Huntington disease (HD) is a progressive neurodegenerative disorder characterised by motor, cognitive, and psychiatric symptoms. Identifying treatments that slow its progression is critical for improving patient outcomes. This study investigated whether β-blockers, medications commonly used for cardiovascular conditions, could influence the timing of motor diagnosis onset and the progression of symptoms in preHD and mmHD.

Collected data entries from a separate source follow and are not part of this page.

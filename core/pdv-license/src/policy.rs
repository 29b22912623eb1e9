//! Which well-formed codes activation accepts.
//!
//! Historically any code with the right shape activates. The issued-list
//! policy tightens that: the code's integrity hash must appear in a list of
//! hashes written by the generator.

use crate::code::LicenseCode;
use crate::error::{StoreError, StoreResult};
use crate::secret::SecretKey;
use std::collections::HashSet;
use std::fs;
use std::io;
use std::path::Path;

/// Set of integrity hashes of issued codes (lowercase hex).
#[derive(Debug, Clone, Default, PartialEq, Eq)]
pub struct IssuedHashes(HashSet<String>);

impl IssuedHashes {
    /// Parses one hash per line; blank lines and `#` comments are skipped.
    #[must_use]
    pub fn parse(text: &str) -> Self {
        Self(
            text.lines()
                .map(str::trim)
                .filter(|line| !line.is_empty() && !line.starts_with('#'))
                .map(str::to_ascii_lowercase)
                .collect(),
        )
    }

    /// Loads the list from `path`. A missing file is an empty list.
    pub fn load(path: &Path) -> StoreResult<Self> {
        match fs::read_to_string(path) {
            Ok(text) => Ok(Self::parse(&text)),
            Err(e) if e.kind() == io::ErrorKind::NotFound => {
                tracing::warn!(path = %path.display(), "Issued code list missing; no code will activate");
                Ok(Self::default())
            }
            Err(source) => Err(StoreError::Io {
                path: path.to_path_buf(),
                source,
            }),
        }
    }

    /// Adds a hash.
    pub fn insert(&mut self, hash: impl AsRef<str>) {
        self.0.insert(hash.as_ref().trim().to_ascii_lowercase());
    }

    /// Returns true if `hash` is listed.
    #[must_use]
    pub fn contains(&self, hash: &str) -> bool {
        self.0.contains(&hash.to_ascii_lowercase())
    }

    /// Number of listed hashes.
    #[must_use]
    pub fn len(&self) -> usize {
        self.0.len()
    }

    /// Returns true if no hash is listed.
    #[must_use]
    pub fn is_empty(&self) -> bool {
        self.0.is_empty()
    }
}

impl<S: AsRef<str>> FromIterator<S> for IssuedHashes {
    fn from_iter<I: IntoIterator<Item = S>>(iter: I) -> Self {
        let mut hashes = Self::default();
        for hash in iter {
            hashes.insert(hash);
        }
        hashes
    }
}

/// Acceptance rule applied to well-formed codes during activation.
#[derive(Debug, Clone, Default, PartialEq, Eq)]
pub enum VerificationPolicy {
    /// Any well-formed code activates.
    #[default]
    Permissive,
    /// Only codes whose integrity hash is in the list activate.
    Issued(IssuedHashes),
}

impl VerificationPolicy {
    /// Returns true if `code` may be activated under this policy.
    #[must_use]
    pub fn accepts(&self, code: &LicenseCode, secret: &SecretKey) -> bool {
        match self {
            Self::Permissive => true,
            Self::Issued(issued) => issued.contains(&code.integrity_hash(secret)),
        }
    }
}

The study analysed data from the Enroll-HD platform, a longitudinal database tracking patients with genetically confirmed HD. Two cohorts were examined: 174 preHD β-blocker users and 174 matched nonusers, as well as 149 mmHD β-blocker users and 149 matched nonusers. β-blocker users had at least one year of uninterrupted therapy. Statistical analyses revealed that preHD β-blocker users had a significantly lower annualised hazard of motor diagnosis compared to nonusers (hazard ratio, 0.66; 95% CI, 0.46-0.94; P = .02). Among mmHD patients, β-blocker users exhibited slower progression in motor (mean difference [MD], −0.45; q = 0.025), cognitive (MD for symbol digit modalities test, 0.33; q = 0.017), and functional capacity (MD, 0.10; q = 0.025) scores compared to nonusers.
The findings suggest that β-blockers could have a therapeutic role in HD, delaying motor onset and mitigating symptom progression in the early motor-manifest stage. These results are promising for clinical practice, particularly in incorporating β-blocker therapy for patients with preHD or mmHD. However, as this was an observational study, further randomised controlled trials are required to confirm the therapeutic efficacy and safety of β-blockers in HD. Exploring the underlying mechanisms by which β-blockers reduce symptom progression could also inform future therapeutic strategies.
Katrina Thornber, EMJ
Reference
Schultz JL et al. β-blocker use and delayed onset and progression of huntington disease. JAMA Neurol. 2024;DOI:10.1001/jamaneurol.2024.4108.